Inhaled corticosteroids have a greater antiinflammatory potency and fewer systemic effects than intravenous, intramuscular, or oral corticosteroids. However, their role in acute asthma has not been established. We prospectively investigated the efficacy and safety of inhaled corticosteroids in controlling moderately severe acute asthma attacks in children who were treated in the emergency department.Methods:
Children who were treated in the emergency department with moderately severe asthma attacks after receiving treatment with inhaled terbutaline were allocated by double-blind design to receive 1 dose of either 1600 μg budesonide turbohaler or 2 mg/kg prednisolone. The pulmonary index score and peak expiratory flow rate were measured hourly for the first 4 hours. After discharge the children were treated with the same initial doses given 4 times daily, followed by a 25% reduction in dose every second day for 1 week. Parents recorded asthma symptoms and use of β-2 agonists on a daily diary card. Serum cortisol concentration was measured at the end of weeks 1 and 3.Results:
Twenty-two children (11 in each group) with similar baseline parameters completed the study.
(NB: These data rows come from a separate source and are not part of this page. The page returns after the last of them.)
//! Persistent Store Module
//!
//! Second cache tier. Wraps a durable key-value backend and confines the
//! cache to keys carrying a namespace prefix, so unrelated application data
//! in the same backend is never touched.

use std::sync::Arc;

use async_trait::async_trait;
use tracing::warn;

use crate::cache::CacheEntry;
use crate::error::Result;

// == Backend Trait ==
/// Asynchronous durable key-value backend.
///
/// Keys passed here are raw keys: the cache prefix is already applied.
#[async_trait]
pub trait KeyValueStore: Send + Sync {
    /// Writes `value` under `key`, replacing any previous value.
    async fn set_item(&self, key: &str, value: String) -> Result<()>;

    /// Reads the value under `key`.
    async fn get_item(&self, key: &str) -> Result<Option<String>>;

    /// Removes `key`. Removing an absent key succeeds.
    async fn remove_item(&self, key: &str) -> Result<()>;

    /// Lists every key held by the backend, cache or not.
    async fn all_keys(&self) -> Result<Vec<String>>;

    /// Removes every key in `keys`.
    async fn multi_remove(&self, keys: &[String]) -> Result<()>;
}

// == Persistent Store ==
/// Namespacing adapter over a [`KeyValueStore`].
///
/// `set`, `delete` and `multi_delete` log failures and report them as
/// `false`; reads hand backend errors back to the manager, which treats them
/// as misses.
///
/// The namespace is a plain string prefix, so a prefix that starts another
/// prefix in use on the same backend also claims that namespace's keys.
#[derive(Clone)]
pub struct PersistentStore {
    backend: Arc<dyn KeyValueStore>,
    prefix: String,
}

impl PersistentStore {
    // == Constructor ==
    pub fn new(backend: Arc<dyn KeyValueStore>, prefix: impl Into<String>) -> Self {
        Self {
            backend,
            prefix: prefix.into(),
        }
    }

    /// The namespace prefix applied to every cache key.
    pub fn prefix(&self) -> &str {
        &self.prefix
    }

    /// Maps a cache key to its raw backend key.
    pub fn raw_key(&self, key: &str) -> String {
        format!("{}{}", self.prefix, key)
    }

    /// Maps a raw backend key back to a cache key, if it is in the namespace.
    pub fn strip_prefix<'a>(&self, raw_key: &'a str) -> Option<&'a str> {
        raw_key.strip_prefix(self.prefix.as_str())
    }

    // == Get ==
    /// Reads and decodes the entry for `key`.
    ///
    /// A record that fails to decode is logged and reported as absent.
    pub async fn get(&self, key: &str) -> Result<Option<CacheEntry>> {
        let raw = match self.backend.get_item(&self.raw_key(key)).await? {
            Some(raw) => raw,
            None => return Ok(None),
        };

        match CacheEntry::from_record(key, &raw) {
            Ok(entry) => Ok(Some(entry)),
            Err(e) => {
                warn!(key, error = %e, "Discarding corrupt persisted cache record");
                Ok(None)
            }
        }
    }

    // == Set ==
    /// Serializes and writes `entry` under `key`.
    pub async fn set(&self, key: &str, entry: &CacheEntry) -> bool {
        let record = match entry.to_record() {
            Ok(record) => record,
            Err(e) => {
                warn!(key, error = %e, "Failed to serialize cache entry");
                return false;
            }
        };

        match self.backend.set_item(&self.raw_key(key), record).await {
            Ok(()) => true,
            Err(e) => {
                warn!(key, error = %e, "Failed to persist cache entry");
                false
            }
        }
    }

    // == Delete ==
    /// Removes the entry for `key`.
    pub async fn delete(&self, key: &str) -> bool {
        match self.backend.remove_item(&self.raw_key(key)).await {
            Ok(()) => true,
            Err(e) => {
                warn!(key, error = %e, "Failed to remove persisted cache entry");
                false
            }
        }
    }

    // == List Keys ==
    /// Raw keys of every persisted cache entry (prefix included).
    pub async fn list_keys(&self) -> Result<Vec<String>> {
        let keys = self.backend.all_keys().await?;
        Ok(keys
            .into_iter()
            .filter(|raw| raw.starts_with(self.prefix.as_str()))
            .collect())
    }

    // == Multi Delete ==
    /// Bulk-removes raw keys. An empty batch succeeds without touching the backend.
    pub async fn multi_delete(&self, raw_keys: &[String]) -> bool {
        if raw_keys.is_empty() {
            return true;
        }

        match self.backend.multi_remove(raw_keys).await {
            Ok(()) => true,
            Err(e) => {
                warn!(count = raw_keys.len(), error = %e, "Failed to bulk-remove cache entries");
                false
            }
        }
    }
}

impl std::fmt::Debug for PersistentStore {
    fn fmt(&self, f: &mut std::fmt::Formatter<'_>) -> std::fmt::Result {
        f.debug_struct("PersistentStore")
            .field("prefix", &self.prefix)
            .finish_non_exhaustive()
    }
}

// == Unit Tests ==
#[cfg(test)]
mod tests {
    use super::*;
    use crate::storage::InMemoryKeyValueStore;
    use serde_json::json;

    fn store() -> (Arc<InMemoryKeyValueStore>, PersistentStore) {
        let backend = Arc::new(InMemoryKeyValueStore::new());
        let persistent = PersistentStore::new(backend.clone(), "@cache_");
        (backend, persistent)
    }

    #[tokio::test]
    async fn test_set_writes_prefixed_record() {
        let (backend, persistent) = store();
        let entry = CacheEntry::new("user_1", json!({"id": 1}), 1_000);

        assert!(persistent.set("user_1", &entry).await);

        let raw = backend.get_item("@cache_user_1").await.unwrap().unwrap();
        let record: serde_json::Value = serde_json::from_str(&raw).unwrap();
        assert_eq!(record["data"], json!({"id": 1}));
        assert_eq!(record["ttl"], json!(1_000));
        assert!(record.get("timestamp").is_some());
    }

    #[tokio::test]
    async fn test_get_restores_key() {
        let (_, persistent) = store();
        let entry = CacheEntry::new("user_1", json!("x"), 1_000);
        persistent.set("user_1", &entry).await;

        let loaded = persistent.get("user_1").await.unwrap().unwrap();
        assert_eq!(loaded, entry);
        assert!(persistent.get("user_2").await.unwrap().is_none());
    }

    #[tokio::test]
    async fn test_corrupt_record_reads_as_absent() {
        let (backend, persistent) = store();
        backend
            .set_item("@cache_bad", "{not json".to_string())
            .await
            .unwrap();

        assert!(persistent.get("bad").await.unwrap().is_none());
    }

    #[tokio::test]
    async fn test_list_keys_filters_namespace() {
        let (backend, persistent) = store();
        backend.set_item("auth_token", "t".to_string()).await.unwrap();
        persistent
            .set("a", &CacheEntry::new("a", json!(1), 1_000))
            .await;

        let keys = persistent.list_keys().await.unwrap();
        assert_eq!(keys, vec!["@cache_a".to_string()]);
        assert_eq!(persistent.strip_prefix(&keys[0]), Some("a"));
        assert_eq!(persistent.strip_prefix("auth_token"), None);
    }

    #[tokio::test]
    async fn test_delete_and_multi_delete() {
        let (backend, persistent) = store();
        for key in ["a", "b", "c"] {
            persistent
                .set(key, &CacheEntry::new(key, json!(key), 1_000))
                .await;
        }

        assert!(persistent.delete("a").await);
        assert!(persistent.delete("never_there").await);
        assert!(persistent.multi_delete(&[]).await);
        assert!(
            persistent
                .multi_delete(&["@cache_b".to_string(), "@cache_c".to_string()])
                .await
        );
        assert!(backend.all_keys().await.unwrap().is_empty());
    }

    #[tokio::test]
    async fn test_list_keys_matches_plain_prefix() {
        let backend = Arc::new(InMemoryKeyValueStore::new());
        let general = PersistentStore::new(backend.clone(), "@cache_");
        let images = PersistentStore::new(backend.clone(), "@cache_img_");
        images
            .set("avatar", &CacheEntry::new("avatar", json!("png"), 1_000))
            .await;

        // Nested prefixes are not isolated from each other
        assert_eq!(
            general.list_keys().await.unwrap(),
            vec!["@cache_img_avatar".to_string()]
        );
        assert_eq!(general.strip_prefix("@cache_img_avatar"), Some("img_avatar"));
        assert_eq!(images.list_keys().await.unwrap().len(), 1);
    }
}
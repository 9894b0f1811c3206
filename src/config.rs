//! Configuration Module
//!
//! Handles loading cache configuration from environment variables.

use std::env;
use std::path::PathBuf;

use crate::cache::ttl;

/// Default namespace prefix for persisted cache keys.
pub const DEFAULT_KEY_PREFIX: &str = "@cache_";

/// Cache configuration parameters.
///
/// All values can be configured via environment variables with sensible defaults.
#[derive(Debug, Clone)]
pub struct CacheConfig {
    /// Directory holding the file-backed persistent store
    pub storage_dir: PathBuf,
    /// Namespace prefix applied to every persisted cache key
    pub key_prefix: String,
    /// Default TTL in milliseconds for entries without explicit TTL
    pub default_ttl_ms: u64,
    /// Background sweep interval in seconds (0 disables the sweep)
    pub sweep_interval: u64,
}

impl CacheConfig {
    /// Creates a new CacheConfig by loading values from environment variables.
    ///
    /// # Environment Variables
    /// - `CACHE_STORAGE_DIR` - Persistent store directory (default: `.tiered_cache`)
    /// - `CACHE_KEY_PREFIX` - Persisted key namespace (default: `@cache_`)
    /// - `CACHE_DEFAULT_TTL_MS` - Default TTL in milliseconds (default: 300000)
    /// - `CACHE_SWEEP_INTERVAL_SECS` - Sweep frequency in seconds (default: 60)
    pub fn from_env() -> Self {
        let defaults = Self::default();
        Self {
            storage_dir: env::var("CACHE_STORAGE_DIR")
                .ok()
                .map(PathBuf::from)
                .unwrap_or(defaults.storage_dir),
            key_prefix: env::var("CACHE_KEY_PREFIX")
                .ok()
                .filter(|v| !v.is_empty())
                .unwrap_or(defaults.key_prefix),
            default_ttl_ms: env::var("CACHE_DEFAULT_TTL_MS")
                .ok()
                .and_then(|v| v.parse().ok())
                .unwrap_or(defaults.default_ttl_ms),
            sweep_interval: env::var("CACHE_SWEEP_INTERVAL_SECS")
                .ok()
                .and_then(|v| v.parse().ok())
                .unwrap_or(defaults.sweep_interval),
        }
    }
}

impl Default for CacheConfig {
    fn default() -> Self {
        Self {
            storage_dir: PathBuf::from(".tiered_cache"),
            key_prefix: DEFAULT_KEY_PREFIX.to_string(),
            default_ttl_ms: ttl::MEDIUM,
            sweep_interval: 60,
        }
    }
}

#[cfg(test)]
mod tests {
    use super::*;

    #[test]
    fn test_config_default() {
        let config = CacheConfig::default();
        assert_eq!(config.storage_dir, PathBuf::from(".tiered_cache"));
        assert_eq!(config.key_prefix, "@cache_");
        assert_eq!(config.default_ttl_ms, 300_000);
        assert_eq!(config.sweep_interval, 60);
    }

    #[test]
    fn test_config_from_env_defaults() {
        // Clear any existing env vars to test defaults
        env::remove_var("CACHE_STORAGE_DIR");
        env::remove_var("CACHE_KEY_PREFIX");
        env::remove_var("CACHE_DEFAULT_TTL_MS");
        env::remove_var("CACHE_SWEEP_INTERVAL_SECS");

        let config = CacheConfig::from_env();
        assert_eq!(config.key_prefix, "@cache_");
        assert_eq!(config.default_ttl_ms, ttl::MEDIUM);
        assert_eq!(config.sweep_interval, 60);
    }
}
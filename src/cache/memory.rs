//! Memory Store Module
//!
//! Process-local first tier. Lookups, inserts and deletes are O(1) and cannot
//! fail; contents vanish when the process exits.

use std::collections::HashMap;

use parking_lot::RwLock;

use crate::cache::CacheEntry;

// == Memory Store ==
/// In-process map from cache key to entry.
#[derive(Debug, Default)]
pub struct MemoryStore {
    entries: RwLock<HashMap<String, CacheEntry>>,
}

impl MemoryStore {
    // == Constructor ==
    /// Creates an empty memory store.
    pub fn new() -> Self {
        Self::default()
    }

    // == Get ==
    /// Returns a copy of the entry held under `key`, stale or not.
    pub fn get(&self, key: &str) -> Option<CacheEntry> {
        self.entries.read().get(key).cloned()
    }

    // == Set ==
    /// Stores `entry` under `key`, replacing any existing entry.
    pub fn set(&self, key: impl Into<String>, entry: CacheEntry) {
        self.entries.write().insert(key.into(), entry);
    }

    // == Delete ==
    /// Removes `key`. Returns whether an entry was present.
    pub fn delete(&self, key: &str) -> bool {
        self.entries.write().remove(key).is_some()
    }

    // == Keys ==
    /// Snapshot of every key currently held.
    pub fn keys(&self) -> Vec<String> {
        self.entries.read().keys().cloned().collect()
    }

    // == Clear ==
    /// Drops every entry.
    pub fn clear(&self) {
        self.entries.write().clear();
    }

    // == Purge Stale ==
    /// Removes every entry that is stale at `now_ms` and returns how many went.
    pub fn purge_stale(&self, now_ms: u64) -> usize {
        let mut entries = self.entries.write();
        let before = entries.len();
        entries.retain(|_, entry| entry.is_valid_at(now_ms));
        before - entries.len()
    }

    // == Length ==
    pub fn len(&self) -> usize {
        self.entries.read().len()
    }

    pub fn is_empty(&self) -> bool {
        self.entries.read().is_empty()
    }
}

// == Unit Tests ==
#[cfg(test)]
mod tests {
    use super::*;
    use serde_json::json;

    fn entry(key: &str, created_at: u64, ttl: u64) -> CacheEntry {
        CacheEntry {
            key: key.to_string(),
            data: json!(key),
            created_at,
            ttl,
        }
    }

    #[test]
    fn test_memory_set_and_get() {
        let store = MemoryStore::new();
        store.set("a", entry("a", 0, 10));

        assert_eq!(store.get("a").unwrap().data, json!("a"));
        assert!(store.get("b").is_none());
        assert_eq!(store.len(), 1);
    }

    #[test]
    fn test_memory_overwrite() {
        let store = MemoryStore::new();
        store.set("a", entry("a", 0, 10));
        store.set("a", entry("a", 5, 99));

        assert_eq!(store.len(), 1);
        assert_eq!(store.get("a").unwrap().ttl, 99);
    }

    #[test]
    fn test_memory_delete_absent_is_noop() {
        let store = MemoryStore::new();
        assert!(!store.delete("missing"));

        store.set("a", entry("a", 0, 10));
        assert!(store.delete("a"));
        assert!(store.is_empty());
    }

    #[test]
    fn test_memory_keys_and_clear() {
        let store = MemoryStore::new();
        store.set("a", entry("a", 0, 10));
        store.set("b", entry("b", 0, 10));

        let mut keys = store.keys();
        keys.sort();
        assert_eq!(keys, vec!["a".to_string(), "b".to_string()]);

        store.clear();
        assert!(store.keys().is_empty());
    }

    #[test]
    fn test_memory_purge_stale() {
        let store = MemoryStore::new();
        store.set("old", entry("old", 0, 10));
        store.set("fresh", entry("fresh", 0, 1_000));

        assert_eq!(store.purge_stale(100), 1);
        assert!(store.get("old").is_none());
        assert!(store.get("fresh").is_some());
    }
}
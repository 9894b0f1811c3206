//! Cache Statistics Module
//!
//! Tier occupancy plus lookup counters (memory hits, persistent hits, misses).

use std::sync::atomic::{AtomicU64, Ordering};

use serde::Serialize;

// == Cache Stats ==
/// Snapshot of cache occupancy and lookup outcomes.
///
/// `total` double-counts a key held by both tiers, matching how
/// pattern deletes count removals.
#[derive(Debug, Clone, Default, PartialEq, Serialize)]
pub struct CacheStats {
    /// Entries in the memory tier
    pub memory_count: usize,
    /// Namespaced keys in the persistent tier, stale ones included
    pub persistent_count: usize,
    /// `memory_count + persistent_count`
    pub total: usize,
    /// Lookups answered by the memory tier
    pub memory_hits: u64,
    /// Lookups answered by the persistent tier
    pub persistent_hits: u64,
    /// Lookups answered by neither tier
    pub misses: u64,
}

impl CacheStats {
    // == Hit Rate ==
    /// Calculates the cache hit rate across both tiers.
    ///
    /// Returns hits / (hits + misses), or 0.0 if no lookups have been made.
    pub fn hit_rate(&self) -> f64 {
        let hits = self.memory_hits + self.persistent_hits;
        let total = hits + self.misses;
        if total == 0 {
            0.0
        } else {
            hits as f64 / total as f64
        }
    }
}

// == Lookup Counters ==
/// Lock-free counters updated on every lookup.
#[derive(Debug, Default)]
pub struct LookupCounters {
    memory_hits: AtomicU64,
    persistent_hits: AtomicU64,
    misses: AtomicU64,
}

impl LookupCounters {
    pub fn new() -> Self {
        Self::default()
    }

    pub fn record_memory_hit(&self) {
        self.memory_hits.fetch_add(1, Ordering::Relaxed);
    }

    pub fn record_persistent_hit(&self) {
        self.persistent_hits.fetch_add(1, Ordering::Relaxed);
    }

    pub fn record_miss(&self) {
        self.misses.fetch_add(1, Ordering::Relaxed);
    }

    /// Builds a stats snapshot from the counters and the given tier sizes.
    pub fn snapshot(&self, memory_count: usize, persistent_count: usize) -> CacheStats {
        CacheStats {
            memory_count,
            persistent_count,
            total: memory_count + persistent_count,
            memory_hits: self.memory_hits.load(Ordering::Relaxed),
            persistent_hits: self.persistent_hits.load(Ordering::Relaxed),
            misses: self.misses.load(Ordering::Relaxed),
        }
    }
}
There was a similar improvement in pulmonary index score and peak expiratory flow rate in the 2 groups. Children treated with budesonide showed an earlier clinical response than those given prednisolone, who also showed a decrease in serum cortisol concentration.Conclusion:
In children with moderately severe asthma attacks who were treated in the emergency department, a short-term dose schedule of inhaled budesonide turbohaler, starting with a high dose and followed by a decrease over 1 week, is at least as effective as oral prednisolone, without suppressing serum cortisol concentration.